An overseas-trained psychiatrist has been sacked by the Waikato District Health Board for failing to immediately tell it of a patient's complaint against him in the United States.

Dr Robert Ivan Fink's dismissal last week is the latest in a string of controversies to afflict the DHB's mental health services.

An American psychiatrist, Fink had worked in the DHB's adult mental health outpatient services on a locum contract since last August.

A former patient in the US made a complaint against him last November, said Derek Wright, the director of the DHB's mental health and addiction services.


Fink had failed to tell the DHB of the complaint at the time and when in April he was told the complaint was being investigated he again failed to notify the DHB.

"The outcome of the inquiry was that the doctor should have restrictions placed on his practice [and] he then informed us of this last week," Wright said.

Fink could not be contacted for comment yesterday.

Two other Waikato psychiatric staffers to have fallen foul of authorities are Dr Paul Fox and Mohamed Shakeel Siddiqui.

In April, US media reported that former Waikato DHB psychiatrist Fox -- who lost his New Zealand medical registration in 2014 -- had been arrested over allegations of having sexually assaulted a patient before he came to New Zealand. Fox, who had treated US mass killer Adam Lanza, worked for the DHB for 19 months before returning to the US.

Siddiqui is awaiting trial on charges of faking psychiatrist qualifications to get a job at the DHB. He had worked there for several months last year as a consultant psychiatrist before concerns were raised.

Questions have been raised about Waikato's mental health services since the death of Nicky Stevens in March last year. Aged 21, he was found dead in the Waikato River, after being released from the Henry Rongomau Bennett Centre, a DHB psychiatric facility.

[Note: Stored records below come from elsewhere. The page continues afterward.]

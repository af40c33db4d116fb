//! Default C preamble of a generated unit.
//!
//! It declares the tagged value layout the generated code reads and writes
//! directly, and the runtime entry points it calls for everything generic.
//! A host with a different value model replaces it through
//! [`CompilerOptions::with_preamble`](crate::config::CompilerOptions::with_preamble).

pub const DEFAULT_PREAMBLE: &str = r#"/* ravel generated unit */
#include <stddef.h>
#include <stdint.h>

typedef int64_t ravel_int;
typedef uint64_t ravel_uint;
typedef double ravel_num;

typedef struct ravel_State ravel_State;
typedef struct ravel_Closure ravel_Closure;

typedef union ravel_Value {
  void *gc;
  int b;
  ravel_int i;
  ravel_num n;
} ravel_Value;

typedef struct TValue {
  ravel_Value value_;
  int tt_;
} TValue;

typedef TValue *StkId;

enum {
  RAVEL_TNIL,
  RAVEL_TBOOLEAN,
  RAVEL_TNUMINT,
  RAVEL_TNUMFLT,
  RAVEL_TSTRING,
  RAVEL_TTABLE,
  RAVEL_TIARRAY,
  RAVEL_TFARRAY,
  RAVEL_TFUNCTION,
  RAVEL_TUSERDATA
};

enum {
  RAVEL_OPADD, RAVEL_OPSUB, RAVEL_OPMUL, RAVEL_OPDIV, RAVEL_OPIDIV,
  RAVEL_OPMOD, RAVEL_OPPOW, RAVEL_OPBAND, RAVEL_OPBOR, RAVEL_OPBXOR,
  RAVEL_OPSHL, RAVEL_OPSHR, RAVEL_OPUNM, RAVEL_OPBNOT
};

enum {
  RAVEL_ERR_INTEGER_EXPECTED = 1,
  RAVEL_ERR_NUMBER_EXPECTED,
  RAVEL_ERR_INTEGER_ARRAY_EXPECTED,
  RAVEL_ERR_NUMBER_ARRAY_EXPECTED,
  RAVEL_ERR_TABLE_EXPECTED,
  RAVEL_ERR_STRING_EXPECTED,
  RAVEL_ERR_CLOSURE_EXPECTED,
  RAVEL_ERR_ARRAY_OUT_OF_BOUNDS
};

typedef struct ravel_UpVal {
  TValue *v;
} ravel_UpVal;

struct ravel_Closure {
  void *proto;
  TValue *k;
  int nupvalues;
  ravel_UpVal *upvals[1];
};

typedef struct ravel_CallInfo {
  StkId func;
  StkId top;
} ravel_CallInfo;

struct ravel_State {
  StkId top;
  ravel_CallInfo *ci;
};

#define ttype(o) ((o)->tt_)
#define ttisnil(o) (ttype(o) == RAVEL_TNIL)
#define ttisinteger(o) (ttype(o) == RAVEL_TNUMINT)
#define ttisfloat(o) (ttype(o) == RAVEL_TNUMFLT)
#define ivalue(o) ((o)->value_.i)
#define fltvalue(o) ((o)->value_.n)
#define clvalue(o) ((ravel_Closure *)(o)->value_.gc)
#define l_isfalse(o) (ttisnil(o) || (ttype(o) == RAVEL_TBOOLEAN && (o)->value_.b == 0))

#define setobj(L, o1, o2) { TValue *io1_ = (o1); const TValue *io2_ = (o2); *io1_ = *io2_; (void)(L); }
#define setivalue(o, x) { TValue *io_ = (o); io_->value_.i = (x); io_->tt_ = RAVEL_TNUMINT; }
#define setfltvalue(o, x) { TValue *io_ = (o); io_->value_.n = (x); io_->tt_ = RAVEL_TNUMFLT; }
#define setbvalue(o, x) { TValue *io_ = (o); io_->value_.b = (x); io_->tt_ = RAVEL_TBOOLEAN; }
#define setnilvalue(o) ((o)->tt_ = RAVEL_TNIL)

#define ravel_intop(op, a, b) ((ravel_int)((ravel_uint)(a) op (ravel_uint)(b)))

static inline ravel_int ravel_shiftl(ravel_int x, ravel_int y) {
  if (y < 0) {
    if (y <= -64) return 0;
    return (ravel_int)((ravel_uint)x >> (ravel_uint)(-y));
  }
  if (y >= 64) return 0;
  return (ravel_int)((ravel_uint)x << (ravel_uint)y);
}

static inline int ravel_flttointeger(ravel_num n, ravel_int *p) {
  if (!(n >= -9223372036854775808.0 && n < 9223372036854775808.0)) return 0;
  if ((ravel_num)(ravel_int)n != n) return 0;
  *p = (ravel_int)n;
  return 1;
}

extern int ravel_call(ravel_State *L, StkId func, int nresults);
extern int ravel_return(ravel_State *L, StkId first, int nresults);
extern void ravel_closure(ravel_State *L, ravel_Closure *parent, StkId base, int child, TValue *dest);
extern void ravel_raise_error(ravel_State *L, int code);

extern int ravel_tointeger(const TValue *o, ravel_int *out);
extern int ravel_tonumber(const TValue *o, ravel_num *out);
extern void ravel_arith(ravel_State *L, int op, TValue *dest, const TValue *a, const TValue *b);
extern void ravel_concat(ravel_State *L, TValue *dest, const TValue *a, const TValue *b);
extern void ravel_objlen(ravel_State *L, TValue *dest, const TValue *a);
extern int ravel_equal(ravel_State *L, const TValue *a, const TValue *b);
extern int ravel_lessthan(ravel_State *L, const TValue *a, const TValue *b);
extern int ravel_lessequal(ravel_State *L, const TValue *a, const TValue *b);

extern void ravel_getglobal(ravel_State *L, ravel_Closure *cl, const TValue *name, TValue *dest);
extern void ravel_setglobal(ravel_State *L, ravel_Closure *cl, const TValue *name, const TValue *v);
extern void ravel_gettable(ravel_State *L, const TValue *t, const TValue *key, TValue *dest);
extern void ravel_geti(ravel_State *L, const TValue *t, ravel_int key, TValue *dest);
extern void ravel_getfield(ravel_State *L, const TValue *t, const TValue *key, TValue *dest);
extern void ravel_settable(ravel_State *L, const TValue *t, const TValue *key, const TValue *v);
extern void ravel_seti(ravel_State *L, const TValue *t, ravel_int key, const TValue *v);
extern void ravel_setfield(ravel_State *L, const TValue *t, const TValue *key, const TValue *v);

extern void ravel_newtable(ravel_State *L, TValue *dest);
extern void ravel_newiarray(ravel_State *L, TValue *dest);
extern void ravel_newfarray(ravel_State *L, TValue *dest);
extern ravel_int ravel_arraylen(const TValue *array);
extern int ravel_iarray_get(const TValue *array, ravel_int index, ravel_int *out);
extern int ravel_farray_get(const TValue *array, ravel_int index, ravel_num *out);
extern int ravel_iarray_set(ravel_State *L, const TValue *array, ravel_int index, ravel_int v);
extern int ravel_farray_set(ravel_State *L, const TValue *array, ravel_int index, ravel_num v);
"#;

Earlier this month a woman on leave from her voluntary stay as an inpatient was found dead in bushes near the river.

In April, the Ministry of Health published what the Green Party called a "damning" report on the DHB's mental health services. The report highlighted short-staffing and staff burn-out, issues the ministry said the DHB was addressing.

The DHB said today it did not know which US authority had placed conditions on Fink's practice.

"We are just responding to what Dr Fink has told us."

Wright said no concerns had arisen in Fink's clinical practice for the DHB.

"Dr Fink saw the vast majority of his patients in the company of another member of staff or family member. He was respected by his patients and their families and has been described as professional and appropriate in all his dealings with others."

Referee and other usual checks were carried out when Fink was hired.